Loving the swinging years

For 22 of their 25 years as husband and wife, Marty and Elayne Roberts have given up their weekend evenings so that yours might swing. They are, of course, the beloved lounge duo at the Dresden in Los Feliz. It’s a gig that has brought them a quirky renown, playing vermouth-dry versions of disco classics and romantic standards, jamming with celebrities from Flea to David Lynch to Julia Roberts. And, perhaps most famously, appearing in the movie “Swingers.” Although their work is about helping other people enjoy the weekend, theirs is kicked back in a Rat Pack kind of way.

Dive right in

For the record:

12:00 a.m. Feb. 13, 2004 For The Record
Los Angeles Times Friday February 13, 2004 Home Edition Main News Part A Page 2 National Desk 1 inches; 49 words Type of Material: Correction
Department stores -- An article in Thursday’s Calendar Weekend referred to entertainers Marty and Elayne Roberts shopping at Robinsons-May and Macy’s in the Sherman Oaks Galleria. That shopping center no longer has department stores. The Macy’s is at Fashion Square in Sherman Oaks and Robinsons-May is in North Hollywood.

“We are creatures of the night,” Marty says. “By the time most people are ending their Friday, we’re just getting up.”

He’s not kidding: They rise at the crack of 5 p.m. “We go for a swim in our pool at home and Marty has something to eat,” says Elayne. “I don’t eat until 1 o’clock in the morning.” Home is in the part of the 818 area code now called Valley Glen.

If every cup has a saucer, Marty is Elayne’s. They got together in 1970 when she was a 16-year-old pianist and chanteuse needing a jazz drummer for a gig in Alhambra. Four months later they were married, and they have been making beautifully loopy music ever since.

Friday and Saturday nights after last call, you might bump into them shopping at 3 a.m., two spectral figures in matching black and red outfits, with gold medallions (Marty) and big hair and a Cheshire cat grin (Elayne). They haunt Walgreen’s and Rite Aid and, says Elayne, “Ralphs, when they’re not on strike.”


“We’ll come home and cook, then put the tube on,” Marty says. “There’s all kinds of stuff to watch. Like ‘Three’s Company.’ ” Or maybe a movie rented from Blockbuster.

“We like good science fiction, like ‘The Day the Earth Stood Still,’ ” Elayne says. “And when it’s nice out, before I go to bed I like to bike ride or take a jog up the hills by San Fernando Valley College in the first light of the day.
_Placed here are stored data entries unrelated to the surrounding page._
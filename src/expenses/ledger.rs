use chrono::NaiveDate;
use serde::{Deserialize, Serialize};

use super::{Category, ExpenseError};

/// Amounts strictly above this count as high expenses.
pub const HIGH_EXPENSE_THRESHOLD: f64 = 1000.0;

#[derive(Debug, Clone, PartialEq, Serialize, Deserialize)]
pub struct Expense {
    pub id: u64,
    pub description: String,
    pub amount: f64,
    pub currency: String,
    pub category: Category,
    #[serde(default)]
    pub date: Option<NaiveDate>,
    pub submitted_by: String,
}

impl Expense {
    pub fn is_high(&self) -> bool { self.amount > HIGH_EXPENSE_THRESHOLD }
}

/// Submission form contents before validation.
#[derive(Debug, Clone, PartialEq)]
pub struct ExpenseDraft {
    pub description: String,
    pub amount: f64,
    pub currency: String,
    pub category: Category,
    pub date: Option<NaiveDate>,
}

impl Default for ExpenseDraft {
    fn default() -> Self {
        Self { description: String::new(), amount: 0.0, currency: "USD".into(), category: Category::default(), date: None }
    }
}

#[derive(Debug, Clone, Copy, PartialEq, Eq, Default)]
pub enum AmountFilter {
    #[default]
    All,
    High,
    Low,
}

impl AmountFilter {
    pub fn parse(s: &str) -> Option<Self> {
        match s.trim().to_ascii_lowercase().as_str() {
            "" | "all" => Some(AmountFilter::All),
            "high" => Some(AmountFilter::High),
            "low" => Some(AmountFilter::Low),
            _ => None,
        }
    }

    pub fn matches(&self, e: &Expense) -> bool {
        match self {
            AmountFilter::All => true,
            AmountFilter::High => e.is_high(),
            AmountFilter::Low => !e.is_high(),
        }
    }
}

#[derive(Debug, Default)]
pub struct ExpenseLedger {
    items: Vec<Expense>,
    next_id: u64,
}

impl ExpenseLedger {
    pub fn new() -> Self { Self { items: Vec::new(), next_id: 1 } }

    pub fn submit(&mut self, draft: ExpenseDraft, submitted_by: &str) -> Result<Expense, ExpenseError> {
        let description = draft.description.trim();
        if description.is_empty() {
            return Err(ExpenseError::InvalidDraft("description is required".into()));
        }
        if !draft.amount.is_finite() || draft.amount <= 0.0 {
            return Err(ExpenseError::InvalidDraft(format!("amount must be positive, got {}", draft.amount)));
        }
        let currency = match draft.currency.trim() {
            "" => "USD".to_string(),
            c => c.to_ascii_uppercase(),
        };
        let id = self.next_id.max(1);
        self.next_id = id + 1;
        let expense = Expense {
            id,
            description: description.to_string(),
            amount: draft.amount,
            currency,
            category: draft.category,
            date: draft.date,
            submitted_by: submitted_by.to_string(),
        };
        tracing::debug!(target: "expensedesk::expenses", "expense.submit id={} amount={} by={}", id, expense.amount, submitted_by);
        self.items.push(expense.clone());
        Ok(expense)
    }

    pub fn delete(&mut self, id: u64) -> bool {
        let before = self.items.len();
        self.items.retain(|e| e.id != id);
        self.items.len() != before
    }

    pub fn submitted_by<'a>(&'a self, email: &'a str) -> impl Iterator<Item = &'a Expense> + 'a {
        self.items.iter().filter(move |e| e.submitted_by == email)
    }

    /// One submitter's expenses that pass `f`, in submission order.
    pub fn filter_for<'a>(&'a self, email: &'a str, f: AmountFilter) -> Vec<&'a Expense> {
        self.submitted_by(email).filter(|e| f.matches(e)).collect()
    }

    /// Sum of everything `email` submitted, regardless of filter.
    pub fn total_for(&self, email: &str) -> f64 { self.submitted_by(email).map(|e| e.amount).sum() }

    pub fn len(&self) -> usize { self.items.len() }

    pub fn is_empty(&self) -> bool { self.items.is_empty() }
}
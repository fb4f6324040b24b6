// Copyright (c) 2025 Jonathan Fontanez
// SPDX-License-Identifier: BUSL-1.1

//! Input source descriptions.

use std::fmt;
use std::path::{Path, PathBuf};
use std::str::FromStr;

use serde::{Deserialize, Serialize};

use crate::core::error::{Result, StreamError};
use crate::core::graph::CapabilityFilter;
use crate::core::layout::Size;

const IMAGE_EXTENSIONS: &[&str] = &["png", "jpg", "jpeg", "bmp", "gif"];

/// Camera capture request in `device:PIXEL:WxH:N/D` form, for example
/// `/dev/video0:YUY2:1280x720:30/1`.
#[derive(Debug, Clone, PartialEq, Eq, Serialize, Deserialize)]
pub struct CaptureFormat {
    pub device: String,
    pub pixel: String,
    pub size: Size,
    pub framerate: (u32, u32),
}

impl CaptureFormat {
    /// Build the capture string the command line uses and parse it.
    pub fn from_parts(device: &str, resolution: &str, frames: &str) -> Result<Self> {
        format!("{}:YUY2:{}:{}/1", device, resolution, frames).parse()
    }

    /// Raw-video capability filter matching this format.
    pub fn caps(&self) -> CapabilityFilter {
        let (num, den) = self.framerate;
        CapabilityFilter::raw_video(Some(&self.pixel), self.size)
            .constraint("framerate", (num as i32, den as i32))
    }

    /// Frame interval, `None` for a zero frame rate.
    pub fn frame_interval(&self) -> Option<std::time::Duration> {
        let (num, den) = self.framerate;
        if num == 0 {
            return None;
        }
        Some(std::time::Duration::from_nanos(
            den as u64 * 1_000_000_000 / num as u64,
        ))
    }
}

impl FromStr for CaptureFormat {
    type Err = StreamError;

    fn from_str(s: &str) -> Result<Self> {
        let invalid = |why: &str| {
            StreamError::Configuration(format!(
                "Invalid capture format '{}' ({}), expected device:PIXEL:WxH:N/D",
                s, why
            ))
        };

        // Split from the right so device paths may contain ':'.
        let mut parts = s.rsplitn(4, ':');
        let framerate = parts.next().ok_or_else(|| invalid("missing frame rate"))?;
        let size = parts.next().ok_or_else(|| invalid("missing size"))?;
        let pixel = parts.next().ok_or_else(|| invalid("missing pixel format"))?;
        let device = parts.next().ok_or_else(|| invalid("missing device"))?;

        if device.is_empty() {
            return Err(invalid("empty device"));
        }
        if pixel.is_empty() || !pixel.chars().all(|c| c.is_ascii_alphanumeric()) {
            return Err(invalid("bad pixel format"));
        }

        let size: Size = size.parse().map_err(|_| invalid("bad size"))?;
        if size.is_empty() {
            return Err(invalid("empty size"));
        }

        let (num, den) = framerate
            .split_once('/')
            .ok_or_else(|| invalid("frame rate is not N/D"))?;
        let num: u32 = num.parse().map_err(|_| invalid("bad frame rate"))?;
        let den: u32 = den.parse().map_err(|_| invalid("bad frame rate"))?;
        if num == 0 || den == 0 {
            return Err(invalid("zero frame rate"));
        }

        Ok(Self {
            device: device.to_string(),
            pixel: pixel.to_string(),
            size,
            framerate: (num, den),
        })
    }
}

impl fmt::Display for CaptureFormat {
    fn fmt(&self, f: &mut fmt::Formatter<'_>) -> fmt::Result {
        write!(
            f,
            "{}:{}:{}:{}/{}",
            self.device, self.pixel, self.size, self.framerate.0, self.framerate.1
        )
    }
}

/// Where frames come from.
#[derive(Debug, Clone, PartialEq, Eq, Serialize, Deserialize)]
#[serde(rename_all = "snake_case")]
pub enum Source {
    Camera(CaptureFormat),
    /// Single still image, decoded and repeated; `size` is the canvas the
    /// overlay is laid out on.
    Image { path: PathBuf, size: Size },
}

impl Source {
    /// Image files by extension, everything else as a camera device.
    pub fn from_args(source: &str, resolution: &str, frames: &str) -> Result<Self> {
        if is_image_path(Path::new(source)) {
            let size = resolution
                .parse::<Size>()
                .map_err(|e| StreamError::Configuration(e.to_string()))?;
            return Ok(Source::Image {
                path: PathBuf::from(source),
                size,
            });
        }
        CaptureFormat::from_parts(source, resolution, frames).map(Source::Camera)
    }

    /// Render canvas size.
    pub fn size(&self) -> Size {
        match self {
            Source::Camera(format) => format.size,
            Source::Image { size, .. } => *size,
        }
    }
}

impl fmt::Display for Source {
    fn fmt(&self, f: &mut fmt::Formatter<'_>) -> fmt::Result {
        match self {
            Source::Camera(format) => write!(f, "{}", format),
            Source::Image { path, size } => write!(f, "{} ({})", path.display(), size),
        }
    }
}

fn is_image_path(path: &Path) -> bool {
    path.extension()
        .and_then(|e| e.to_str())
        .is_some_and(|e| IMAGE_EXTENSIONS.contains(&e.to_ascii_lowercase().as_str()))
}

#[cfg(test)]
mod tests {
    use super::*;

    #[test]
    fn test_parse_capture_format() {
        let format: CaptureFormat = "/dev/video0:YUY2:1280x720:30/1".parse().unwrap();
        assert_eq!(format.device, "/dev/video0");
        assert_eq!(format.pixel, "YUY2");
        assert_eq!(format.size, Size::new(1280, 720));
        assert_eq!(format.framerate, (30, 1));
        assert_eq!(format.to_string(), "/dev/video0:YUY2:1280x720:30/1");
    }

    #[test]
    fn test_device_may_contain_colons() {
        let format: CaptureFormat = "usb:cam:0:MJPG:640x480:15/2".parse().unwrap();
        assert_eq!(format.device, "usb:cam:0");
        assert_eq!(format.framerate, (15, 2));
    }

    #[test]
    fn test_from_parts_uses_yuy2() {
        let format = CaptureFormat::from_parts("/dev/video2", "640x480", "15").unwrap();
        assert_eq!(format.to_string(), "/dev/video2:YUY2:640x480:15/1");
    }

    #[test]
    fn test_malformed_formats_rejected() {
        for bad in [
            "",
            "/dev/video0",
            "/dev/video0:YUY2:1280x720",
            ":YUY2:1280x720:30/1",
            "/dev/video0::1280x720:30/1",
            "/dev/video0:YUY2:1280:30/1",
            "/dev/video0:YUY2:0x720:30/1",
            "/dev/video0:YUY2:1280x720:30",
            "/dev/video0:YUY2:1280x720:0/1",
            "/dev/video0:YUY2:1280x720:30/0",
        ] {
            assert!(
                matches!(bad.parse::<CaptureFormat>(), Err(StreamError::Configuration(_))),
                "{bad:?} should be rejected"
            );
        }
    }

    #[test]
    fn test_caps_and_interval() {
        let format: CaptureFormat = "/dev/video0:YUY2:640x480:25/1".parse().unwrap();
        assert_eq!(
            format.caps().to_string(),
            "video/x-raw,format=YUY2,framerate=25/1,height=480,width=640"
        );
        assert_eq!(format.frame_interval(), Some(std::time::Duration::from_millis(40)));
    }

    #[test]
    fn test_source_from_args() {
        let image = Source::from_args("cat.JPG", "640x480", "30").unwrap();
        assert!(matches!(image, Source::Image { .. }));
        assert_eq!(image.size(), Size::new(640, 480));

        let camera = Source::from_args("/dev/video0", "1280x720", "30").unwrap();
        assert_eq!(camera.size(), Size::new(1280, 720));
        assert!(Source::from_args("/dev/video0", "big", "30").is_err());
    }
}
I feel like I own the world.”

When their routine gets to be too much like a square 9-to-5, they’ll get away from it all and nest like lovebirds at the Sportsmen’s Lodge on Ventura Boulevard. “We make a weekend out of it,” says Elayne. “On Sunday, our day off, we get up and walk around looking at the swans in the lake. It’s very romantic.”

“Sunday,” Marty says succinctly, “we cool it.”
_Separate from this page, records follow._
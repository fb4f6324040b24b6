// Copyright (c) 2025 Jonathan Fontanez
// SPDX-License-Identifier: BUSL-1.1

//! framelens-classify
//!
//! Classifies live camera frames and draws the top results over the video.

use std::path::PathBuf;

use anyhow::{Context, Result};
use clap::Parser;
use framelens::core::config::DEFAULT_CONFIG_FILE;
use framelens::core::signals;
use framelens::{ClassificationCallback, Classifier, Display, EngineKind, RunConfig, RunOptions};

mod classifier;
mod labels;

#[derive(Parser, Debug)]
#[command(name = "framelens-classify")]
#[command(author, version, about = "Live camera image classifier", long_about = None)]
struct Cli {
    /// Camera device (e.g. /dev/video0) or still image
    #[arg(long)]
    source: Option<String>,

    /// Camera capture resolution
    #[arg(long)]
    resolution: Option<String>,

    /// Camera capture frame rate
    #[arg(long)]
    frames: Option<String>,

    /// Model file path
    #[arg(long)]
    model: PathBuf,

    /// Label file path
    #[arg(long)]
    labels: PathBuf,

    /// Run configuration file
    #[arg(long, default_value = DEFAULT_CONFIG_FILE)]
    config: PathBuf,

    /// Execution engine (synthetic or gstreamer)
    #[arg(long)]
    engine: Option<EngineKind>,

    /// Run inference without a display window
    #[arg(long)]
    headless: bool,

    /// Restart the stream at end-of-stream
    #[arg(long = "loop")]
    loop_stream: bool,

    /// Number of results shown
    #[arg(long)]
    top_k: Option<usize>,

    /// Minimum score of a shown result
    #[arg(long)]
    threshold: Option<f32>,

    /// Pipeline file replacing the standard topology
    #[arg(long)]
    pipeline: Option<PathBuf>,

    /// Stop after this many captured frames
    #[arg(long)]
    frame_limit: Option<u64>,

    /// Print the gst-launch description of the pipeline and exit
    #[arg(long)]
    print_pipeline: bool,
}

impl Cli {
    /// Command line flags over the configuration file.
    fn merge(&self, mut config: RunConfig) -> RunConfig {
        if let Some(source) = self.source.clone() {
            config.source = source;
        }
        if let Some(resolution) = self.resolution.clone() {
            config.resolution = resolution;
        }
        if let Some(frames) = self.frames.clone() {
            config.frames = frames;
        }
        if let Some(engine) = self.engine {
            config.engine = Some(engine);
        }
        if self.headless {
            config.display = Display::Headless;
        }
        if self.loop_stream {
            config.loop_stream = true;
        }
        if let Some(top_k) = self.top_k {
            config.top_k = top_k;
        }
        if let Some(threshold) = self.threshold {
            config.threshold = threshold;
        }
        if let Some(pipeline) = self.pipeline.clone() {
            config.pipeline = Some(pipeline);
        }
        if let Some(frames) = self.frame_limit {
            config.frame_limit = Some(frames);
        }
        config
    }
}

fn main() -> Result<()> {
    dotenvy::dotenv().ok();

    tracing_subscriber::fmt()
        .with_env_filter(
            tracing_subscriber::EnvFilter::try_from_default_env()
                .unwrap_or_else(|_| "info".into()),
        )
        .init();

    let cli = Cli::parse();
    let config = RunConfig::load_or_default(&cli.config)
        .with_context(|| format!("Failed to load {}", cli.config.display()))?;
    let config = cli.merge(config);

    let source = config.source().context("Invalid capture source")?;
    let labels = labels::load_labels(&cli.labels)?;
    let classifier = classifier::open_classifier(&cli.model)?;
    let inference_size = classifier.input_size();

    let mut options = RunOptions {
        display: config.display,
        loop_stream: config.loop_stream,
        frame_limit: config.frame_limit,
        pipeline: config.pipeline.clone(),
        ..RunOptions::new(source)
    };

    if cli.print_pipeline {
        let layout = options.layout(inference_size)?;
        let graph = options.graph(&layout).context("Failed to assemble pipeline")?;
        println!("{}", graph.to_launch_description());
        return Ok(());
    }

    options.engine = EngineKind::resolve(config.engine, &options.source)?;
    signals::install_signal_handlers().context("Failed to install signal handlers")?;

    let callback = ClassificationCallback::new(classifier, labels)
        .title(config.title().map(str::to_string))
        .top_k(config.top_k)
        .threshold(config.threshold);

    let summary = framelens::run(inference_size, callback, &options)?;
    tracing::info!(
        "Stopped ({:?}) after {:.1}s: {} frames classified, {} overlays, {} captured, {} dropped",
        summary.stop_reason,
        summary.elapsed.as_secs_f64(),
        summary.frames_delivered,
        summary.overlays_published,
        summary.stats.captured,
        summary.stats.dropped
    );
    Ok(())
}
A Marty and Elayne Sunday shopping spree might consist of the following: Carter Sexton, an art supply store in North Hollywood for Elayne, whose hobby is painting; Macy’s or Robinson-May at the Sherman Oaks Galleria if they need clothes, though most of their stage gear just has to be tailor-made, and Target or Kmart for “domestic items.”

They might grab a bite at the Patio Cafe at the Sportsmen’s Lodge, which “has delicious food and is very reasonable.” Both pledge allegiance to such Sinatra-era fare as prime rib and Caesar salad.

Special requests

On holiday weekends, when they visit their daughter in Henderson, Nev., they stay at the Green Valley Ranch. “The bathroom is almost as big as our living room,” Elayne says, beaming.

But this Saturday night, they’ll be taking requests at the Dresden once again. “Just write it on a napkin and put it on the piano,” Elayne will whisper, as she always does. And L.A.'s enduring lounge lizards will sing love songs -- including, no doubt, “My Funny Valentine” -- to each other.